Many kids are picky eaters and they avoid eating or do not like to eat food for some or other reason. Because of poor eating habits, kids may suffer vitamin and nutrition deficiency. These deficiencies in growing period can affect their physical growth, learning ability as well as behavior.It is important for parents/ caregivers to plan the well-balanced diet for kids to ensure complete nutrition. Forcing kids to eat food is not the right way.To handle picky eater kid try some fantastic tricks to include all food in their diet. Maintain some gap in between their meals so that kids will feel hunger and they will ask for food.
Fantastic tips will surely help to provide more nutrition for kids:
1.Make sandwiches with whole-wheat bread instead of white bread and add many veg slices/leafy veggies in it. As kids love sandwiches and sandwich with more vegetables will be more nutritious.
2. Add dry fruits(Cashew /almond) powder in wheat Atta(flour) while making rotis.Instead of chocolates offer dry fruit laddu , dry fruit candies, fried cashew or simply small cut pieces of dry fruits. Dry fruits are rich in iron, calcium, and fats , they are high calories source too. Make dry fruits ladoo, Dry fruits barfi for children as snacks.
3.Bowl of veggie soup, veggie smoothie or fruit juice can be served as a mini-meal or snacks time. Add extra veggies to soups, stews, and sauces, grated or shredded to make them blend in.
4.An important part of a kid’s diet is calcium, and the best source of this nutrient is milk. Children may like dairy products, so offer them milk, yogurt or cheese. Cheese and yogurt can be used to make parathas, Milk can be added to make Dashmi, a variety of deserts.

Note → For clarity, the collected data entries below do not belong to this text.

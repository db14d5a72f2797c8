//! `fixconfig.json`: record of the resolved options, written to the target root before processing.

use anyhow::{Context, Result};
use serde::Serialize;
use serde_json::ser::{PrettyFormatter, Serializer};
use std::fs;
use std::path::PathBuf;

use crate::Opts;
use crate::utils::config::PackagePaths;

/// Pretty-printed JSON of `opts`, 4-space indent, keys sorted.
pub fn audit_json(opts: &Opts) -> Result<String> {
    // serde_json::Map is a BTreeMap (no preserve_order), so going through Value sorts keys.
    let value = serde_json::to_value(opts).context("serialize options")?;
    let mut buf = Vec::new();
    let mut ser = Serializer::with_formatter(&mut buf, PrettyFormatter::with_indent(b"    "));
    value.serialize(&mut ser).context("format options")?;
    String::from_utf8(buf).context("options JSON is not UTF-8")
}

/// Create the target root if needed and write the audit record there. Returns its path.
pub fn write_audit_record(opts: &Opts) -> Result<PathBuf> {
    fs::create_dir_all(&opts.target)
        .with_context(|| format!("create target directory {}", opts.target.display()))?;
    let path = opts.target.join(PackagePaths::get().audit_filename());
    fs::write(&path, audit_json(opts)?)
        .with_context(|| format!("write audit record {}", path.display()))?;
    log::debug!("Wrote {}", path.display());
    Ok(path)
}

5.Keep plenty of fruits, vegetables, whole grain snacks, and healthy beverages (Milk, pure fruit juice, milkshakes) around and easily accessible so kids become used to reaching for healthy snacks instead of empty calorie snacks like soda, chips, or cookies.
6.Limit beverages. Picky eaters may fill up on liquids instead. Avoid cold drink, soft drinks completely and do not give lemon water, fruit juice before meal times.

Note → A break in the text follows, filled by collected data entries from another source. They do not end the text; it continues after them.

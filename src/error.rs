//! Error taxonomy for configuration, external tools, and filesystem failures.
//!
//! Mesh parse failures are not part of [`FixError`]: stages turn them into
//! [`StageOutcome::Unreadable`](crate::stages::StageOutcome::Unreadable) so the runner can fall back.

use std::path::{Path, PathBuf};
use thiserror::Error;

/// Errors that stop an entry (or the whole run, for configuration errors).
#[derive(Error, Debug)]
pub enum FixError {
    /// A required environment value is absent or empty and has no default.
    #[error("environment variable `{name}` is not set and has no default")]
    ConfigurationMissing { name: String },

    /// Invalid configuration value (bad suffix, unparsable worker count, empty stage list, ...).
    #[error("invalid configuration: {0}")]
    Configuration(String),

    /// External executable could not be launched, exited non-zero, or produced nothing.
    #[error("{tool} failed on {source_path} -> {target_path}: {reason}")]
    ExternalTool {
        tool: &'static str,
        source_path: PathBuf,
        target_path: PathBuf,
        reason: String,
    },

    /// Filesystem error with the path it happened on.
    #[error("I/O error at {path}: {source}")]
    Io {
        path: PathBuf,
        #[source]
        source: std::io::Error,
    },
}

impl FixError {
    pub fn config<T: std::fmt::Display>(msg: T) -> Self {
        FixError::Configuration(msg.to_string())
    }

    pub fn io(path: &Path, source: std::io::Error) -> Self {
        FixError::Io {
            path: path.to_path_buf(),
            source,
        }
    }

    /// True for failures of the manifold/simplify executables.
    pub fn is_tool_failure(&self) -> bool {
        matches!(self, FixError::ExternalTool { .. })
    }
}

/// Errors from the mesh reader/writer.
#[derive(Error, Debug)]
pub enum MeshError {
    /// The file is not a mesh this crate can parse (unknown suffix, garbage, empty).
    #[error("not a readable mesh: {path}: {reason}")]
    Unreadable { path: PathBuf, reason: String },

    #[error("I/O error at {path}: {source}")]
    Io {
        path: PathBuf,
        #[source]
        source: std::io::Error,
    },
}

impl MeshError {
    pub fn unreadable<T: std::fmt::Display>(path: &Path, reason: T) -> Self {
        MeshError::Unreadable {
            path: path.to_path_buf(),
            reason: reason.to_string(),
        }
    }
}

pub type FixResult<T> = std::result::Result<T, FixError>;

7.Present only one new food at a time. Serve new foods with favorite foods in small quantity to increase acceptance.
8.Making mealtimes playful can mean healthier eating for kids. Meals with friends, meals with toys and favorite dolls or teddy can make meals more fantastic for kids.
9.Have a wide variety of healthy foods like rice crackers, multi grain biscuits, dry fruit bars, chick ( Peanuts and japery bars ) on hand and keep offering them, even after they refused (Children do change their minds.) Use transparent bottles to store these food items as kids may ask to eat by seeing.
10.Keep lots of fresh fruits and veggies washed and available as snacks. Apples, pears, bananas, grapes, figs, carrot and celery sticks are all fantastic and easy to eat option on the run for kids.
11.Include a selection of vegetables on their rice dishes. Rice with vegetables is the good option. Different types of rice like rice, vegetable pulao, spinach rice, fenugreek rice, lemon rice, egg rice, paneer biryani ( rice with Cottage cheese ) can be included in kid’s meals.